Bacterial phagocytosis by macrophages was examined as described previously 14. Briefly, the day before commencing the experiment, E. coli strain Top10 carrying the GFP gene on plasmid Puc-19 was grown from a single colony in Luria-Bertani broth containing 100 g/ml ampicillin. Bacteria were then washed in PBS three times and resuspended at the appropriate concentration in DMEM media without serum or antibiotics. Before infection, macrophages were washed three times in PBS and then mixed with GFP-E. coli at a multiplicity of infection (MOI) of 10, in DMEM media without serum or antibiotics, at 37 °C for 45 min. After infection, macrophage cells were washed with cold PBS in order to stop additional bacterial uptake or destruction of bacteria in the phagosome. Cells were washed at least three times in cold PBS, and then fixed using 1% paraformaldehyde before being harvested in cold PBS containing 5 mM EDTA and subjected to FACS® analysis. Experiments using fluorophore-labeled latex beads (Molecular Probes) were performed in a similar fashion at an MOI of 1. Phagocytosis of dextran was performed as described previously 34. Briefly, FITC-dextran (Molecular Probes, Eugene, OR) was added to the cell suspension at a final concentration of 1 mg/ml. The cells were incubated for 45 min at 37 °C, washed with ice-cold PBS, and analyzed using FACS.

Determination of Cdc42 and Rac1 activation by pull-down assay

The fusion protein GST-CRIB was immobilized by adsorption to glutathione-sepharose beads (Amersham Biosciences, Little Chalfont, UK). After stimulation, cells (1 × 106) were lysed in a buffer containing 25 mM Hepes, pH 7.3, 0.15 M NaCl, 5 mM MgCl2, 20 mM 2-glycerophosphate, 10 mM NaF, 2 mM sodium vanadate, 0.5% Triton X-100, 4% glycerol, 5 mM dithiothreitol, 0.5 mM phenylmethylsulfonyl fluoride, 5 μg/ml leupeptin, and 5 μg/ml pepstatin. The lysate was clarified by centrifugation, immediately mixed with the immobilized GST-CRIB, and gently rotated at 4 °C for 60 min. The beads were collected by centrifugation and washed three times with the same buffer. The bound proteins were eluted by heating in SDS-sample buffer and resolved on 12% SDS-PAGE. Pulled-down GTP-bound forms of Rac and Cdc42 were detected by western blot analysis using anti-Rac and anti-Cdc42 antibodies (Cell Signaling) and visualized using ECL.

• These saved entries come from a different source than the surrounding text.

use glam::Vec2;
use serde::{Deserialize, Serialize};

use crate::{
    definitions::{EnemyKind, RouletteEvent, Tint, TowerKind},
    CellCoord, EnemyId, GameMode, HostileBuildingId, HostileBuildingKind, Phase, TowerId,
    TurretId,
};

/// Read-only description of an allied structure.
#[derive(Clone, Debug, PartialEq)]
pub struct TowerSnapshot {
    /// Identifier allocated by the world.
    pub id: TowerId,
    /// Kind of structure.
    pub kind: TowerKind,
    /// Cell the structure occupies.
    pub cell: CellCoord,
    /// Upgrade level between one and five.
    pub level: u8,
    /// Current hit points.
    pub hp: f32,
    /// Maximum hit points.
    pub max_hp: u32,
    /// Armor from level and veterancy.
    pub armor: u32,
    /// Armor including auras and wave modifiers.
    pub effective_armor: u32,
    /// Damage per hit from level and veterancy.
    pub damage: u32,
    /// Damage including support and forge bonuses.
    pub effective_damage: u32,
    /// Range from level and map.
    pub range: u32,
    /// Range including radar bonuses.
    pub effective_range: u32,
    /// Milliseconds between shots from level and veterancy.
    pub fire_interval_ms: u32,
    /// Milliseconds between shots including support bonuses.
    pub effective_interval_ms: u32,
    /// Accumulated kill experience.
    pub xp: u32,
    /// Veterancy rank index.
    pub rank: u8,
    /// Number of kills credited.
    pub kills: u32,
    /// Support tower buffing this one during the last tick.
    pub supported_by: Option<TowerId>,
    /// Gold refunded if sold now.
    pub sell_value: u32,
    /// Gold required for the next upgrade, if any.
    pub upgrade_cost: Option<u32>,
    /// Gold required to restore full hit points.
    pub repair_cost: u32,
}

/// Read-only description of an attacker.
#[derive(Clone, Debug, PartialEq)]
pub struct EnemySnapshot {
    /// Identifier allocated by the world.
    pub id: EnemyId,
    /// Kind of attacker.
    pub kind: EnemyKind,
    /// World position.
    pub position: Vec2,
    /// Current hit points.
    pub hp: f32,
    /// Maximum hit points.
    pub max_hp: f32,
    /// Current speed in world units per 16 ms.
    pub speed: f32,
    /// Index of the waypoint the enemy walks toward.
    pub waypoint_index: usize,
    /// Whether a slow is active.
    pub slowed: bool,
    /// Whether a burn is active.
    pub burning: bool,
    /// Whether the enemy follows the enemy base's alternate path.
    pub diverted: bool,
    /// Whether a fortify aura currently protects the enemy.
    pub fortified: bool,
}

/// Origin of a projectile.
#[derive(Clone, Copy, Debug, PartialEq, Eq)]
pub enum ProjectileOrigin {
    /// Fired by an allied tower of the given kind.
    Tower(TowerKind),
    /// Fired by an attacker.
    Enemy,
    /// Fired by an enemy turret.
    Turret,
}

/// Read-only description of a projectile in flight.
#[derive(Clone, Debug, PartialEq)]
pub struct ProjectileSnapshot {
    /// World position.
    pub position: Vec2,
    /// Who fired the projectile.
    pub origin: ProjectileOrigin,
    /// Damage carried.
    pub damage: u32,
}

/// Read-only description of an enemy turret.
#[derive(Clone, Debug, PartialEq)]
pub struct TurretSnapshot {
    /// Identifier allocated by the world.
    pub id: TurretId,
    /// Cell the turret occupies.
    pub cell: CellCoord,
    /// Current hit points.
    pub hp: f32,
    /// Maximum hit points.
    pub max_hp: u32,
    /// Flat damage reduction.
    pub armor: u32,
    /// Firing radius.
    pub range: f32,
    /// Whether the turret belongs to the enemy base.
    pub part_of_base: bool,
}

/// Read-only description of an enemy buff building.
#[derive(Clone, Debug, PartialEq)]
pub struct HostileBuildingSnapshot {
    /// Identifier allocated by the world.
    pub id: HostileBuildingId,
    /// Kind of aura radiated.
    pub kind: HostileBuildingKind,
    /// Cell the building occupies.
    pub cell: CellCoord,
    /// Current hit points.
    pub hp: f32,
    /// Maximum hit points.
    pub max_hp: u32,
    /// Aura radius.
    pub range: f32,
    /// Whether the building belongs to the enemy base.
    pub part_of_base: bool,
}

/// Read-only description of the enemy base.
#[derive(Clone, Debug, PartialEq)]
pub struct EnemyBaseSnapshot {
    /// Cell at the center of the base.
    pub center: CellCoord,
    /// Whether any base structure still stands.
    pub alive: bool,
    /// Number of waves the base survived.
    pub waves_survived: u32,
    /// Waypoints of the alternate path routed through the base.
    pub alternate_path: Vec<Vec2>,
}

/// Ground area that holds enemies at reduced speed.
#[derive(Clone, Debug, PartialEq)]
pub struct FreezeZoneSnapshot {
    /// Center of the zone.
    pub center: Vec2,
    /// Radius in world units.
    pub radius: f32,
    /// Milliseconds before the zone melts.
    pub remaining_ms: f32,
}

/// Decorative effect that carries no gameplay weight.
#[derive(Clone, Debug, PartialEq)]
pub enum EffectSnapshot {
    /// Small fading particle.
    Particle {
        /// World position.
        position: Vec2,
        /// Colour of the particle.
        tint: Tint,
        /// Remaining life as a fraction of the initial life.
        life: f32,
    },
    /// Floating text such as a gold or rank-up notice.
    Text {
        /// World position.
        position: Vec2,
        /// Text to display.
        text: String,
        /// Remaining life as a fraction of the initial life.
        life: f32,
    },
    /// Brief line flash between a shooter and its target.
    Flash {
        /// Shooter position.
        from: Vec2,
        /// Target position.
        to: Vec2,
        /// Remaining life as a fraction of the initial life.
        life: f32,
    },
}

/// Progress of a roulette draw.
#[derive(Clone, Copy, Debug, PartialEq)]
pub struct RouletteStatus {
    /// Event currently shown by the spinning wheel.
    pub highlighted: RouletteEvent,
    /// Event that will apply once the wheel stops.
    pub chosen: RouletteEvent,
    /// Whether the wheel is still spinning.
    pub spinning: bool,
    /// Milliseconds until enemies start spawning.
    pub remaining_ms: f32,
}

/// Scalar state a heads-up display renders.
#[derive(Clone, Debug, PartialEq)]
pub struct HudSnapshot {
    /// Active game mode.
    pub mode: GameMode,
    /// Current wave phase.
    pub phase: Phase,
    /// Gold available.
    pub gold: u32,
    /// Lives left.
    pub lives: u32,
    /// Waves started so far.
    pub wave: u32,
    /// Map number, starting at one.
    pub map_number: u32,
    /// Accumulated score.
    pub score: u64,
    /// Whether the simulation is paused.
    pub paused: bool,
    /// Whether the next start-wave request advances to a new map.
    pub needs_new_map: bool,
    /// Camera zoom factor.
    pub zoom: f32,
    /// Camera offset in world units.
    pub camera: Vec2,
    /// Kind chosen in the shop.
    pub selected_kind: Option<TowerKind>,
    /// Selected tower with full stats.
    pub selected_tower: Option<TowerSnapshot>,
    /// Buildings available in the shop.
    pub unlocked_buildings: Vec<TowerKind>,
    /// Roulette progress while a draw is active.
    pub roulette: Option<RouletteStatus>,
    /// Enemies killed this run.
    pub total_kills: u32,
    /// Enemy bases destroyed this run.
    pub bases_destroyed: u32,
}

/// Final result of a run reported at game over.
#[derive(Clone, Copy, Debug, PartialEq, Eq, Serialize, Deserialize)]
pub struct FinalScore {
    /// Score including the game-over bonus.
    pub score: u64,
    /// Wave reached.
    pub wave: u32,
    /// Number of maps visited.
    pub map_count: u32,
    /// Mode the run was played in.
    pub mode: GameMode,
    /// Enemies killed.
    pub total_kills: u32,
    /// Enemy bases destroyed.
    pub bases_destroyed: u32,
}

Quantitative measurement of F-actin

The total F-actin content in macrophages was measured as described previously 35. Briefly, after macrophages were treated with LPS for indicated time periods, the reaction was stopped by the addition of formaldehyde (3.7% final, V/V) for 15 min at room temperature. The fixed cells were then permeabilized with 10 mM imidazole, 40 mM KCl, 10 mM EGTA, 1 mM MgCl2, and 1% Triton X-100 at 4 °C for 15 min. F-actin was then stained with NBD-phallacidin (Molecular Probes) for 2 h at room temperature. After the cells were washed with PBS, F-actin-bound NBD-phallacidin was extracted with methanol. The extracts were centrifuged to remove any insoluble material, and relative fluorescence was measured using an AMINCO Bowman Series 2 spectrofluorometer (Thermo Spectronic, Madison, Wisconsin, USA) with excitation and emission wavelengths set at 465 and 535 nm, respectively. The F-actin ratio was calculated as (F-actin in activated cells – background)/(F-actin in unstimulated cells – background).

Statistical analysis

All data are expressed as mean ± SEM. Student's t-test was used for all statistical analysis. Values of P < 0.05 were considered to be statistically significant.